| Task statement |
Each line of the records that includes "filename" should be found and copied.

/---

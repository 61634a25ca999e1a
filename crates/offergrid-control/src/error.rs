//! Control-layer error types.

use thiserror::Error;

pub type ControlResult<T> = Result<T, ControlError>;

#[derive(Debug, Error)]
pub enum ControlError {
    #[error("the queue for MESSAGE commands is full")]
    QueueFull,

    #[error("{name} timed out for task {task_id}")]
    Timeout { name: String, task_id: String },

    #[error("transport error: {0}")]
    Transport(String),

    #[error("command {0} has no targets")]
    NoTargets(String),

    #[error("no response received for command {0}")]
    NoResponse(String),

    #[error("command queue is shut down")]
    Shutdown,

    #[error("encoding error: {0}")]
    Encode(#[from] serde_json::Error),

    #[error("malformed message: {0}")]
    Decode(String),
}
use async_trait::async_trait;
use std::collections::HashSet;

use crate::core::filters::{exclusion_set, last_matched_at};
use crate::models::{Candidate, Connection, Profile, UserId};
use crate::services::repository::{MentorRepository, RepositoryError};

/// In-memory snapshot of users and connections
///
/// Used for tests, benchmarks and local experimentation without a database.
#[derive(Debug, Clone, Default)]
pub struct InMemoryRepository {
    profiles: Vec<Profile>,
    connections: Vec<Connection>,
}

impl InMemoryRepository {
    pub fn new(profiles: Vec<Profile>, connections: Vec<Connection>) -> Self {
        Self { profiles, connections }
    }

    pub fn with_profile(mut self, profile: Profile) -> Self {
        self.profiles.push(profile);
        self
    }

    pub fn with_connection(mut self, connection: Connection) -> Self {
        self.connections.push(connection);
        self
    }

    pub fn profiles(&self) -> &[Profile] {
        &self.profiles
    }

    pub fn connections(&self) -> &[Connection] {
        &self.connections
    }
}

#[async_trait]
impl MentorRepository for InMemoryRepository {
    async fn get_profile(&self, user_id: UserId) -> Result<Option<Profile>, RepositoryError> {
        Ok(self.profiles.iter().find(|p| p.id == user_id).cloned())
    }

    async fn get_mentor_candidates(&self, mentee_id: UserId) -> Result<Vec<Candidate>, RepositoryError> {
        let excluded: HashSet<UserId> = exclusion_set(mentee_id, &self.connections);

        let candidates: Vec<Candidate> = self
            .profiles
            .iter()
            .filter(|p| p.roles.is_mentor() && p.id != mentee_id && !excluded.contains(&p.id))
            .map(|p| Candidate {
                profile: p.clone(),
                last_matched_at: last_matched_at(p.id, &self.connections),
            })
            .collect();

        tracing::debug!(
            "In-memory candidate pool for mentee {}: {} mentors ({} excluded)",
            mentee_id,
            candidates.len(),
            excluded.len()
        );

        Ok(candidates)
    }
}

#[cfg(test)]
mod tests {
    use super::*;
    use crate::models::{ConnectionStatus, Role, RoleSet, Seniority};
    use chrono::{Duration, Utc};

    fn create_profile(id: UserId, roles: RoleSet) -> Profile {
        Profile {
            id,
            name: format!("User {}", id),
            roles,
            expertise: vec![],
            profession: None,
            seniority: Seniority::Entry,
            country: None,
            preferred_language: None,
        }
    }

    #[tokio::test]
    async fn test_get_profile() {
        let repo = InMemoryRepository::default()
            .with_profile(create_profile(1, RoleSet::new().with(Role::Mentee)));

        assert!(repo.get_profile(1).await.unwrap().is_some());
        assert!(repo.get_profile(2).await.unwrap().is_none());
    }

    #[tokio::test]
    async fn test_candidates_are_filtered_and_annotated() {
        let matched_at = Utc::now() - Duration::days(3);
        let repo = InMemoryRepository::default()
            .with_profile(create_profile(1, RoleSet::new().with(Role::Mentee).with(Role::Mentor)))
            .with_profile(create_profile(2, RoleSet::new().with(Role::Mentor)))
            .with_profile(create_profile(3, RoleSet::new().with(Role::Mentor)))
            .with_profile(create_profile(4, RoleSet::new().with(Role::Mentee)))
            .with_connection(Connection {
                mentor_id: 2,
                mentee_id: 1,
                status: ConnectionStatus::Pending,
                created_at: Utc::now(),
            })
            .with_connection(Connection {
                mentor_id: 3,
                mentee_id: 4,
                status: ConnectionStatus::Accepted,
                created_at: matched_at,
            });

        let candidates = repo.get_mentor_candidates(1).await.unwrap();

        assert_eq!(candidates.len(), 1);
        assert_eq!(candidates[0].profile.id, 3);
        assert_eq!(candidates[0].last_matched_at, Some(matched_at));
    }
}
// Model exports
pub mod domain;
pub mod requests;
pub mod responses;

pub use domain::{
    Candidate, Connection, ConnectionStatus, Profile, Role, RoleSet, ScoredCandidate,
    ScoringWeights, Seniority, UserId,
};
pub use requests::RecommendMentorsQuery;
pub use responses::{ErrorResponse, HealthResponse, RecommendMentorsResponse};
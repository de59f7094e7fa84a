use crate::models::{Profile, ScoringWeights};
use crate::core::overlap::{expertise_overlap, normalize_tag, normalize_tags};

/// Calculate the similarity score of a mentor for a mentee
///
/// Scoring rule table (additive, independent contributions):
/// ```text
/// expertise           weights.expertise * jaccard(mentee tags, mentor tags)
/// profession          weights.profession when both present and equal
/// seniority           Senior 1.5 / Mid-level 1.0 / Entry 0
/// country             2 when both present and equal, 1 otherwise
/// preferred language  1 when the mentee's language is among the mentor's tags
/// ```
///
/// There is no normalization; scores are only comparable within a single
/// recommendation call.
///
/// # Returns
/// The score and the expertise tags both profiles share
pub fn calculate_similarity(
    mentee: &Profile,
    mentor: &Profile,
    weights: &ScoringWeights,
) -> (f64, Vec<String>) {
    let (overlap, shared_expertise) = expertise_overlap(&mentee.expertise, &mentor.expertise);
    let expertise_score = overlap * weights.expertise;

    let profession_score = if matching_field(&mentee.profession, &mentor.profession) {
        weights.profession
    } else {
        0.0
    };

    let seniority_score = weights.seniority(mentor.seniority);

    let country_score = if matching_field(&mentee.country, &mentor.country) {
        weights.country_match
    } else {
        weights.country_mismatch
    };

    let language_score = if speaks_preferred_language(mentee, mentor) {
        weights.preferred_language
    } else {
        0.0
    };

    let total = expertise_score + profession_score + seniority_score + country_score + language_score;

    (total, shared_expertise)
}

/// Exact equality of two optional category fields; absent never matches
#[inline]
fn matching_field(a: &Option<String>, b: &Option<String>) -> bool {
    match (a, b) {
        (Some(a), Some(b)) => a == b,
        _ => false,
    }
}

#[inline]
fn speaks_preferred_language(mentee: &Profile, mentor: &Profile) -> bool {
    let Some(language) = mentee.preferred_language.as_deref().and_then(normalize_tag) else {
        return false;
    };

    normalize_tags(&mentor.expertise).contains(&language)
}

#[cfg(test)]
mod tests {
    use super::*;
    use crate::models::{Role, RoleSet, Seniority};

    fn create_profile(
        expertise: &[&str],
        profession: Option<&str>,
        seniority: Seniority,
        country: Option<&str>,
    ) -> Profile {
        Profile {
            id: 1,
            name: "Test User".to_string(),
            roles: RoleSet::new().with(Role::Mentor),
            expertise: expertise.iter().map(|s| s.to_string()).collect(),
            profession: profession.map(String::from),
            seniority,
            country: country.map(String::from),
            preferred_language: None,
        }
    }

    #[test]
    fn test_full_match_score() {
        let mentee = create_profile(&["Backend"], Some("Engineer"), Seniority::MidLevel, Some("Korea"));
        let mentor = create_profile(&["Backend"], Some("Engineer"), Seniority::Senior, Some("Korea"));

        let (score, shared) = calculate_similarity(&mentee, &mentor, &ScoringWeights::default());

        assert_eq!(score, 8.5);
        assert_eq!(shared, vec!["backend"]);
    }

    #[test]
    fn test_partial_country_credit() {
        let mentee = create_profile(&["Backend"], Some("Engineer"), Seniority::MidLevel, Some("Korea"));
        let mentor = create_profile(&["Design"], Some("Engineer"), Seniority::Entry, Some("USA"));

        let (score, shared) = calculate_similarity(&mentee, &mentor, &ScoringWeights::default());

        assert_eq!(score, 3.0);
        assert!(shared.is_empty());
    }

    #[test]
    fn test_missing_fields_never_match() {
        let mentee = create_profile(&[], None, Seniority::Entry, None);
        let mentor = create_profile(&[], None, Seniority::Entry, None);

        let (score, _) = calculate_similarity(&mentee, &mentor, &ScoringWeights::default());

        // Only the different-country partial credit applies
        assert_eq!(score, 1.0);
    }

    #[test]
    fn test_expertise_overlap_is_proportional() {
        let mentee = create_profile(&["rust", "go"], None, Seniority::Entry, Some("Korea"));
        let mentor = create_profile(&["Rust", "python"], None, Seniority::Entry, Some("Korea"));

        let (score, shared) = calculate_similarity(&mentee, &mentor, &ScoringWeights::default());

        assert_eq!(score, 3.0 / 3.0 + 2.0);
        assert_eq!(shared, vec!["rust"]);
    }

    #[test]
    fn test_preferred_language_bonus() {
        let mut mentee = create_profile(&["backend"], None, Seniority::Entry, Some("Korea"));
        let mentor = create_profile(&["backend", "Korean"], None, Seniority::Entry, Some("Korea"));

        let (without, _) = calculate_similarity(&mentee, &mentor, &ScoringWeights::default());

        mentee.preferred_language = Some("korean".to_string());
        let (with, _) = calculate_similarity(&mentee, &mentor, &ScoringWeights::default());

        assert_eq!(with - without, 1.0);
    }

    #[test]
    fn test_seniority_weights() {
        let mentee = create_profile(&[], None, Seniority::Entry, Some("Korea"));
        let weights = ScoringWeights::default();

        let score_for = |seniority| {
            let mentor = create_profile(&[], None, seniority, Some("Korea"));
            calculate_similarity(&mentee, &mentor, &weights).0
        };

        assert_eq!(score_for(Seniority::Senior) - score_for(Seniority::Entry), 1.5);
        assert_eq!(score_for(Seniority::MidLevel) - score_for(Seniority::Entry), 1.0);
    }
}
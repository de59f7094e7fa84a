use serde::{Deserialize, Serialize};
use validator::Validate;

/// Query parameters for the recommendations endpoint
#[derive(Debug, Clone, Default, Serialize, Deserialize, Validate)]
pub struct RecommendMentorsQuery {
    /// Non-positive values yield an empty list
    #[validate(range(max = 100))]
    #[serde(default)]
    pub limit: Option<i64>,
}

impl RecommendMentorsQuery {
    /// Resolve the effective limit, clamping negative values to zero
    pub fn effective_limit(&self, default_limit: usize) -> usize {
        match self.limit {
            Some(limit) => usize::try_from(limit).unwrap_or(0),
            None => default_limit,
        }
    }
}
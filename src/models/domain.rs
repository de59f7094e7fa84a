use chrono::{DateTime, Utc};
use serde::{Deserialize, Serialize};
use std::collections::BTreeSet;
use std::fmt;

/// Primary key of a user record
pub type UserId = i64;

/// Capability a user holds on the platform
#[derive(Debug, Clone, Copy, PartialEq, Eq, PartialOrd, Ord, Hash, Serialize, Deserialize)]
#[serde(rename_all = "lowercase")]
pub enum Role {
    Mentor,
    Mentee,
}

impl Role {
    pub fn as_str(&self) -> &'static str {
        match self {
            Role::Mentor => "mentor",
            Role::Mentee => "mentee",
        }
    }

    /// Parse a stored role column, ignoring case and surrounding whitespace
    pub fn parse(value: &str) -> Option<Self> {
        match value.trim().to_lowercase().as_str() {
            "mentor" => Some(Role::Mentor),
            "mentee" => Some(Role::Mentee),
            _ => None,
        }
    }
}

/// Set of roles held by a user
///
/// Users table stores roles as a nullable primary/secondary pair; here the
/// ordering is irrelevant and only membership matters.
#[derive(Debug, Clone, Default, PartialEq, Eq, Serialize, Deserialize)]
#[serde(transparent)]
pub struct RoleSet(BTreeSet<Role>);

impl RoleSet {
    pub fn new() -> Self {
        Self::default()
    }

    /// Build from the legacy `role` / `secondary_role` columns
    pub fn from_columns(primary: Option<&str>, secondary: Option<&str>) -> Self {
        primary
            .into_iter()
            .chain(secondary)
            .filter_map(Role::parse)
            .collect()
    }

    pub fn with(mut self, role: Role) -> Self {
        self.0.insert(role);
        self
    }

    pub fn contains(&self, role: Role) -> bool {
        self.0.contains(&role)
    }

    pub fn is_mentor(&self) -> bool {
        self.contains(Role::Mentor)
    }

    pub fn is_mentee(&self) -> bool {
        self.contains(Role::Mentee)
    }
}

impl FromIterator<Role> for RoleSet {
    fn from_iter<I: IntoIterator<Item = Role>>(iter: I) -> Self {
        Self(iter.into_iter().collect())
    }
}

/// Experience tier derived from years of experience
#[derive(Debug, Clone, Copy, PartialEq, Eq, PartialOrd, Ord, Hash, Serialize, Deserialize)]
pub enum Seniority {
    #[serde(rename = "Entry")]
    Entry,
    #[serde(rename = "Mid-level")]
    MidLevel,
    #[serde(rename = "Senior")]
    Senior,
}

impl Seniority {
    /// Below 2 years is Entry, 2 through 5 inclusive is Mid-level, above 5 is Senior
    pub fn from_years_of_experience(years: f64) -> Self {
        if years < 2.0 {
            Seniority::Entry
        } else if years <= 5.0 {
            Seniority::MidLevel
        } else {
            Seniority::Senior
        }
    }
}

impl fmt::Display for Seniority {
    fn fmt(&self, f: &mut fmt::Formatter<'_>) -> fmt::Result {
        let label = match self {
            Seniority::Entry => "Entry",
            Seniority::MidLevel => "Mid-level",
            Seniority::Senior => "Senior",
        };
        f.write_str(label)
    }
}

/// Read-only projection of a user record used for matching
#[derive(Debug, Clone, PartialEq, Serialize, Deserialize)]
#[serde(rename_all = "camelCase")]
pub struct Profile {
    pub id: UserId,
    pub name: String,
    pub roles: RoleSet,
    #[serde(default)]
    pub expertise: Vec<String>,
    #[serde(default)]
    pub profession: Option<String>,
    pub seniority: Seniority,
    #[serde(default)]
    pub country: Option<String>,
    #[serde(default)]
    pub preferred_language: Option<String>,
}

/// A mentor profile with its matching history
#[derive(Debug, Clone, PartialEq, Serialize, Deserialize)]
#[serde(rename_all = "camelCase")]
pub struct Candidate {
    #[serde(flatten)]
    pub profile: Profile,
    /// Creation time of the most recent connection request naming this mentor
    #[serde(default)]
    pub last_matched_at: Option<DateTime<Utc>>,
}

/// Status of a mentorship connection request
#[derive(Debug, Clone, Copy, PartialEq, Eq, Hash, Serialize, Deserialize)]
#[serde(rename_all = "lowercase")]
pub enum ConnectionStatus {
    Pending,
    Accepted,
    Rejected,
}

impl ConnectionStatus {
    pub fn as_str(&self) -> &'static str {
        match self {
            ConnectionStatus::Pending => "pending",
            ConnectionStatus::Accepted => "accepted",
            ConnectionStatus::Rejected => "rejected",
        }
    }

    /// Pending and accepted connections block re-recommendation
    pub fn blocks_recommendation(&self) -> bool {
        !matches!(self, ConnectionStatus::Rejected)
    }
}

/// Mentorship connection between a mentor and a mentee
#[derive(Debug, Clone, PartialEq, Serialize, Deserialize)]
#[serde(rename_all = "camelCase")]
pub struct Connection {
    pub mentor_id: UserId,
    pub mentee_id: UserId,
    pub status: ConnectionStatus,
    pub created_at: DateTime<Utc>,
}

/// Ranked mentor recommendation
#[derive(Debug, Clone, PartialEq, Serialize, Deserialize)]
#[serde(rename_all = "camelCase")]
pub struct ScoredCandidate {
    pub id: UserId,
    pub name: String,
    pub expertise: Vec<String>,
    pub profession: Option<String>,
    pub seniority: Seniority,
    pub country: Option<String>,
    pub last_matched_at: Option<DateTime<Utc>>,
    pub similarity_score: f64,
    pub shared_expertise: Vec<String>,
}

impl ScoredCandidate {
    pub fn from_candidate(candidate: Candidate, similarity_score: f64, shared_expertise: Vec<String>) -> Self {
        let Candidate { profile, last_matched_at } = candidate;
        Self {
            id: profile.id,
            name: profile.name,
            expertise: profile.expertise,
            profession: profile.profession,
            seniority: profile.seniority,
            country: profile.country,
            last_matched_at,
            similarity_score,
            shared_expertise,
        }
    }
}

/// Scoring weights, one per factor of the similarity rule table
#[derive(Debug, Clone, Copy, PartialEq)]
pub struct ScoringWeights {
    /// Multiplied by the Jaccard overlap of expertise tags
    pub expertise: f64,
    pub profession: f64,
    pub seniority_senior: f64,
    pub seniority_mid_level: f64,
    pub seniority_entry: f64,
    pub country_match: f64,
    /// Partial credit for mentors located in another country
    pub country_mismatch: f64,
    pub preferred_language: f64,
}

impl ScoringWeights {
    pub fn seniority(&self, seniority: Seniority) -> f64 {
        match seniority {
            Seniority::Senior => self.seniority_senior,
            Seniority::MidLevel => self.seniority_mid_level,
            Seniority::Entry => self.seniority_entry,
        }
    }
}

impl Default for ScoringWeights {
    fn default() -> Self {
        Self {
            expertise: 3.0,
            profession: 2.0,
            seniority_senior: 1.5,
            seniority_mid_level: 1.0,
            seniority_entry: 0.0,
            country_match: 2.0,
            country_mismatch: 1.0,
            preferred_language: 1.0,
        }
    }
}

\---

| Result of this exercise |
filename crates/offergrid-control/src/error.rs
filename src/models/domain.rs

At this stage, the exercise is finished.